▶ **About this exercise**
Check every line below, and copy those that include "filtering".

(Collected data)
use crate::gfx::camera::camera_utils::convert_matrix4_to_array;
use crate::gfx::geometry::{primitives, GeometryData};
use crate::gfx::resources::{
    GlobalBindings, GlobalUniforms, MaterialUniform, ModelUniform, Texture, TextureKind,
    TextureSet,
};
use crate::gfx::scene::{LineVertex, Scene, ShapeKind};
use crate::wgpu_utils::{
    binding_types, BindGroupBuilder, BindGroupLayoutBuilder, BindGroupLayoutWithDesc,
    UniformBuffer,
};

use super::pipeline_manager::{PipelineConfig, PipelineManager, VertexLayout};
use super::post::{PingPong, PostStack, COLOR_FORMAT, MASK_FORMAT};

const SHADOW_MAP_SIZE: u32 = 2048;

/// Background color, linear space
const CLEAR_COLOR: wgpu::Color = wgpu::Color {
    r: 0.0116,
    g: 0.0116,
    b: 0.0116,
    a: 1.0,
};

/// Indexed mesh uploaded to the GPU
struct GpuMesh {
    vertex_buffer: wgpu::Buffer,
    index_buffer: wgpu::Buffer,
    index_count: u32,
}

impl GpuMesh {
    fn upload(device: &wgpu::Device, geometry: &GeometryData, label: &str) -> Self {
        let vertices = geometry.to_vertices();
        let vertex_buffer = device.create_buffer_init(&wgpu::util::BufferInitDescriptor {
            label: Some(&format!("{label} vertices")),
            contents: bytemuck::cast_slice(&vertices),
            usage: wgpu::BufferUsages::VERTEX,
        });
        let index_buffer = device.create_buffer_init(&wgpu::util::BufferInitDescriptor {
            label: Some(&format!("{label} indices")),
            contents: bytemuck::cast_slice(&geometry.indices),
            usage: wgpu::BufferUsages::INDEX,
        });
        Self {
            vertex_buffer,
            index_buffer,
            index_count: geometry.indices.len() as u32,
        }
    }
}

/// GPU state for one drawable: mesh, transform and material
struct DrawableResources {
    mesh: GpuMesh,
    model_uniform: UniformBuffer<ModelUniform>,
    material_uniform: UniformBuffer<MaterialUniform>,
    model_bind_group: wgpu::BindGroup,
    material_bind_group: wgpu::BindGroup,
}

impl DrawableResources {
    #[allow(clippy::too_many_arguments)]
    fn new(
        device: &wgpu::Device,
        model_layout: &BindGroupLayoutWithDesc,
        material_layout: &BindGroupLayoutWithDesc,
        texture_set: &TextureSet,
        geometry: &GeometryData,
        model: Matrix4<f32>,
        material: MaterialUniform,
        texture: TextureKind,
        label: &str,
    ) -> Self {
        let mesh = GpuMesh::upload(device, geometry, label);
        let model_uniform = UniformBuffer::new_with_data(
            device,
            &ModelUniform {
                model: convert_matrix4_to_array(model),
            },
        );
        let material_uniform = UniformBuffer::new_with_data(device, &material);

        let model_bind_group = BindGroupBuilder::new(model_layout)
            .resource(model_uniform.binding_resource())
            .create(device, &format!("{label} model bind group"));
        let material_bind_group = Self::material_bind_group(
            device,
            material_layout,
            &material_uniform,
            texture_set,
            texture,
            label,
        );

        Self {
            mesh,
            model_uniform,
            material_uniform,
            model_bind_group,
            material_bind_group,
        }
    }

    fn material_bind_group(
        device: &wgpu::Device,
        material_layout: &BindGroupLayoutWithDesc,
        material_uniform: &UniformBuffer<MaterialUniform>,
        texture_set: &TextureSet,
        texture: TextureKind,
        label: &str,
    ) -> wgpu::BindGroup {
        let pair = texture_set.pair(texture);
        BindGroupBuilder::new(material_layout)
            .resource(material_uniform.binding_resource())
            .texture(&pair.diffuse.view)
            .sampler(&pair.diffuse.sampler)
            .texture(&pair.normal.view)
            .sampler(&pair.normal.sampler)
            .create(device, &format!("{label} material bind group"))
    }
}

/// Grid lines have no material, only a transform
struct GridResources {
    vertex_buffer: wgpu::Buffer,
    vertex_count: u32,
    model_bind_group: wgpu::BindGroup,
    _model_uniform: UniformBuffer<ModelUniform>,
}

pub struct RenderEngine {
    surface: wgpu::Surface<'static>,
    device: Arc<wgpu::Device>,
    queue: wgpu::Queue,
    config: wgpu::SurfaceConfiguration,
    format: wgpu::TextureFormat,
    pub pipeline_manager: PipelineManager,

    depth_texture: Texture,
    shadow_map: Texture,

    global_bindings: GlobalBindings,
    frame_uniform_layout: BindGroupLayoutWithDesc,
    frame_uniform_bind_group: wgpu::BindGroup,
    model_layout: BindGroupLayoutWithDesc,
    material_layout: BindGroupLayoutWithDesc,

    texture_set: TextureSet,
    shapes: Vec<DrawableResources>,
    ground: DrawableResources,
    grid: GridResources,

    post: PostStack,
}
use cgmath::{Matrix4, Point3, Vector3};

use crate::gfx::camera::camera_utils::{convert_matrix4_to_array, CameraUniform};
use crate::gfx::camera::orbit_camera::OPENGL_TO_WGPU_MATRIX;
use crate::wgpu_utils::{
    binding_types, BindGroupBuilder, BindGroupLayoutBuilder, BindGroupLayoutWithDesc,
    UniformBuffer,
};

use super::texture_resource::Texture;

/// World position of the key light.
pub const LIGHT_POSITION: [f32; 3] = [5.0, 10.0, 5.0];
/// Intensity of the key light.
pub const LIGHT_INTENSITY: f32 = 0.8;

/// Uniforms shared by every object in the scene pass
#[repr(C)]
#[derive(Copy, Clone, Debug, bytemuck::Pod, bytemuck::Zeroable)]
pub struct GlobalUniforms {
    pub camera: CameraUniform,
    pub light_view_proj: [[f32; 4]; 4],
    pub light_position: [f32; 4],
    pub light_color: [f32; 4],
    /// x: ambient intensity, yzw: padding
    pub ambient: [f32; 4],
}

impl Default for GlobalUniforms {
    fn default() -> Self {
        Self {
            camera: CameraUniform::default(),
            light_view_proj: convert_matrix4_to_array(light_view_projection()),
            light_position: [LIGHT_POSITION[0], LIGHT_POSITION[1], LIGHT_POSITION[2], 1.0],
            light_color: [LIGHT_INTENSITY; 4],
            ambient: [0.5, 0.0, 0.0, 0.0],
        }
    }
}

/// Orthographic projection from the light, used for the shadow map
pub fn light_view_projection() -> Matrix4<f32> {
    let view = Matrix4::look_at_rh(
        Point3::new(LIGHT_POSITION[0], LIGHT_POSITION[1], LIGHT_POSITION[2]),
        Point3::new(0.0, 0.0, 0.0),
        Vector3::unit_y(),
    );
    let proj = cgmath::ortho(-12.0, 12.0, -12.0, 12.0, 0.1, 40.0);
    OPENGL_TO_WGPU_MATRIX * proj * view
}

/// Bind group 0: frame uniforms plus the shadow map
pub struct GlobalBindings {
    pub layout: BindGroupLayoutWithDesc,
    pub uniform_buffer: UniformBuffer<GlobalUniforms>,
    pub bind_group: wgpu::BindGroup,
}

impl GlobalBindings {
    pub fn new(device: &wgpu::Device, shadow_map: &Texture) -> Self {
        let layout = BindGroupLayoutBuilder::new()
            .next_binding_rendering(binding_types::uniform())
            .next_binding_fragment(binding_types::texture_depth_2d())
            .next_binding_fragment(binding_types::sampler(
                wgpu::SamplerBindingType::Comparison,
            ))
            .create(device, "global bind group layout");

        let uniform_buffer = UniformBuffer::new_with_data(device, &GlobalUniforms::default());

        let bind_group = BindGroupBuilder::new(&layout)
            .resource(uniform_buffer.binding_resource())
            .texture(&shadow_map.view)
            .sampler(&shadow_map.sampler)
            .create(device, "global bind group");

        Self {
            layout,
            uniform_buffer,
            bind_group,
        }
    }

    pub fn update(&mut self, queue: &wgpu::Queue, uniforms: GlobalUniforms) {
        self.uniform_buffer.update_content(queue, uniforms);
    }
}
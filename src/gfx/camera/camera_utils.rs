use cgmath::{Matrix4, SquareMatrix};
use winit::{event::DeviceEvent, window::Window};

use super::{camera_controller::CameraController, orbit_camera::OrbitCamera};

/// Bundles the orbit camera with its controller
pub struct CameraManager {
    pub camera: OrbitCamera,
    pub controller: CameraController,
}

impl CameraManager {
    pub fn new(camera: OrbitCamera, controller: CameraController) -> Self {
        Self { camera, controller }
    }

    pub fn process_event(&mut self, event: &DeviceEvent, window: &Window) {
        self.controller
            .process_events(event, window, &mut self.camera);
    }

    /// Advances controller damping for one frame
    pub fn tick(&mut self) {
        self.controller.tick(&mut self.camera);
    }

    /// Get the view projection matrix from the camera
    pub fn get_view_proj_matrix(&self) -> Matrix4<f32> {
        self.camera.build_view_projection_matrix()
    }
}

pub trait Camera: Sized {
    fn build_view_projection_matrix(&self) -> Matrix4<f32>;
}

#[repr(C)]
#[derive(Copy, Clone, bytemuck::Pod, bytemuck::Zeroable, Debug)]
pub struct CameraUniform {
    /// The eye position of the camera in homogenous coordinates.
    ///
    /// Homogenous coordinates are used to fullfill the 16 byte alignment requirement.
    pub view_position: [f32; 4],

    /// Contains the view projection matrix.
    pub view_proj: [[f32; 4]; 4],
}

impl Default for CameraUniform {
    fn default() -> Self {
        Self {
            view_position: [0.0; 4],
            view_proj: convert_matrix4_to_array(Matrix4::identity()),
        }
    }
}

pub fn convert_matrix4_to_array(matrix4: Matrix4<f32>) -> [[f32; 4]; 4] {
    let mut result = [[0.0; 4]; 4];

    for i in 0..4 {
        for j in 0..4 {
            result[i][j] = matrix4[i][j];
        }
    }

    result
}
// src/wgpu_utils/binding_types.rs
//! WGPU binding type utilities

pub fn uniform() -> wgpu::BindingType {
    wgpu::BindingType::Buffer {
        ty: wgpu::BufferBindingType::Uniform,
        has_dynamic_offset: false,
        min_binding_size: None,
    }
}

pub fn sampler(filtering: wgpu::SamplerBindingType) -> wgpu::BindingType {
    wgpu::BindingType::Sampler(filtering)
}

pub fn texture_2d() -> wgpu::BindingType {
    wgpu::BindingType::Texture {
        sample_type: wgpu::TextureSampleType::Float { filterable: true },
        view_dimension: wgpu::TextureViewDimension::D2,
        multisampled: false,
    }
}

pub fn texture_depth_2d() -> wgpu::BindingType {
    wgpu::BindingType::Texture {
        sample_type: wgpu::TextureSampleType::Depth,
        view_dimension: wgpu::TextureViewDimension::D2,
        multisampled: false,
    }
}
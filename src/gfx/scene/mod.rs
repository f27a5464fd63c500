//! # Scene State
//!
//! The logical scene: objects, selection, viewer toggles and the camera.

pub mod object;
pub mod scene;
pub mod vertex;

pub use object::{SceneObject, ShapeKind};
pub use scene::Scene;
pub use vertex::{LineVertex, Vertex3D};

▶ **Your response**
pub fn sampler(filtering: wgpu::SamplerBindingType) -> wgpu::BindingType {
    wgpu::BindingType::Sampler(filtering)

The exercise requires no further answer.